Look for the string "document" in the listing. Copy each line that has it.

_RECORDS FOR PROCESSING_
────
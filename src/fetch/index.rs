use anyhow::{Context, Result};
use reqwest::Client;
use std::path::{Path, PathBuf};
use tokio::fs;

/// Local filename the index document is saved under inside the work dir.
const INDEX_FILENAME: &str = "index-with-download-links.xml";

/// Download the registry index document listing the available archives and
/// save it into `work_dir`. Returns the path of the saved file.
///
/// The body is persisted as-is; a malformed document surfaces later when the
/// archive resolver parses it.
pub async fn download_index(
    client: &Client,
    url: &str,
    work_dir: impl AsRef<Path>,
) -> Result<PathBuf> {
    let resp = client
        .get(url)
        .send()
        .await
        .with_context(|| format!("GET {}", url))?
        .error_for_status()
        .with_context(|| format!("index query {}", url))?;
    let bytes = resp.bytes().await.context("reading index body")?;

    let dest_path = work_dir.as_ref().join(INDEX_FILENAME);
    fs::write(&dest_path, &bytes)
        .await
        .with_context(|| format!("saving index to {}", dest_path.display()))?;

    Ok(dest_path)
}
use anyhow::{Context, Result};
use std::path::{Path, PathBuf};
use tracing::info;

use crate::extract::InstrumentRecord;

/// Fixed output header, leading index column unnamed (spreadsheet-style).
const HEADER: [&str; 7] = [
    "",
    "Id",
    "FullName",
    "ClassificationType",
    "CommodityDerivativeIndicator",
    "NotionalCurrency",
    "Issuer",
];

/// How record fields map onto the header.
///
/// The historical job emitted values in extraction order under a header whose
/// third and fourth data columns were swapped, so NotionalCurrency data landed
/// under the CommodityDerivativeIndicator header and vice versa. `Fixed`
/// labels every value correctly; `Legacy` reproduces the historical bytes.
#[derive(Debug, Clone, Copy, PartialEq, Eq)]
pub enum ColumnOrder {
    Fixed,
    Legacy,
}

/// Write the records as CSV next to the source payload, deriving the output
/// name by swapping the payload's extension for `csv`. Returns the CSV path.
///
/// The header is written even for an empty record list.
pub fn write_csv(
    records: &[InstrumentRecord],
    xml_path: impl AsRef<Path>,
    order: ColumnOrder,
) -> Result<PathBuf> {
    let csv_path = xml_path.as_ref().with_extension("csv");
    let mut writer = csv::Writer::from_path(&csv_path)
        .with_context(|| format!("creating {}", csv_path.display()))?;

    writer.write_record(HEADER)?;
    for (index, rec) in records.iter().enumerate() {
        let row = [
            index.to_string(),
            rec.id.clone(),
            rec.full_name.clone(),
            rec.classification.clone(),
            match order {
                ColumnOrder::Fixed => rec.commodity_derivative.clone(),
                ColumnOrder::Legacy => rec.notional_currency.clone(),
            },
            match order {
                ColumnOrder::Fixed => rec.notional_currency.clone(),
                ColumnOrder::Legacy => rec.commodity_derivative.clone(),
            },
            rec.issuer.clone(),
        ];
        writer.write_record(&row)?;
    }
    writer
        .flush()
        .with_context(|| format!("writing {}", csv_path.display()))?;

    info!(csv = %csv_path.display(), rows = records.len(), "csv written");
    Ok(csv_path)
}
────
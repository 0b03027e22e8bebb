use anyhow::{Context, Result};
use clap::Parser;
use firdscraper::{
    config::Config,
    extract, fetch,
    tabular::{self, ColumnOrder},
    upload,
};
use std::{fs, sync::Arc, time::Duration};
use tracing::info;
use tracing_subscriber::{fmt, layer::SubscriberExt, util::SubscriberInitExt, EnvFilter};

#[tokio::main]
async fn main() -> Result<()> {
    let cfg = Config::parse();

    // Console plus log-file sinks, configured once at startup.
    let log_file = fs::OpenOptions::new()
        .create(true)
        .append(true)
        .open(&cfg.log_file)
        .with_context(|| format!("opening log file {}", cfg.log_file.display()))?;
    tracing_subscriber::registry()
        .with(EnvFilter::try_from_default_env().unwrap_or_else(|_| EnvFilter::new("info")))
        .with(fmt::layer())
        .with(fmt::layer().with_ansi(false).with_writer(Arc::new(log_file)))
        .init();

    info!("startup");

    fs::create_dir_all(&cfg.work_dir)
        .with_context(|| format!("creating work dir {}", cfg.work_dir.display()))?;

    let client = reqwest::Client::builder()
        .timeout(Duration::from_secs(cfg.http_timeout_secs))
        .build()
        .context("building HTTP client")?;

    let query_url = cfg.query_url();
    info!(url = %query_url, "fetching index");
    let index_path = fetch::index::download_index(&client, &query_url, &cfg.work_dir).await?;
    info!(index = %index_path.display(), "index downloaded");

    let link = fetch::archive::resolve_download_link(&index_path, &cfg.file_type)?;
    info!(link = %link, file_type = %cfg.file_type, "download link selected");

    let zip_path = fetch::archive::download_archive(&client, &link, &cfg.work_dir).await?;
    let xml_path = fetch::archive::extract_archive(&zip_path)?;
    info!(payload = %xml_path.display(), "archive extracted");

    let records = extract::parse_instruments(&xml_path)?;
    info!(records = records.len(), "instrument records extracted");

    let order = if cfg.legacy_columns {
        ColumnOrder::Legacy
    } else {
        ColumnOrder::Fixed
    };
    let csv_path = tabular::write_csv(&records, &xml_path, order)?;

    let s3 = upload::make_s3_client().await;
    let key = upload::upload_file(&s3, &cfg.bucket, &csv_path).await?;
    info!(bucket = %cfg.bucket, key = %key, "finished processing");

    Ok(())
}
────
_ANSWER SPACE_
/// Local filename the index document is saved under inside the work dir.
/// Download the registry index document listing the available archives and
/// The body is persisted as-is; a malformed document surfaces later when the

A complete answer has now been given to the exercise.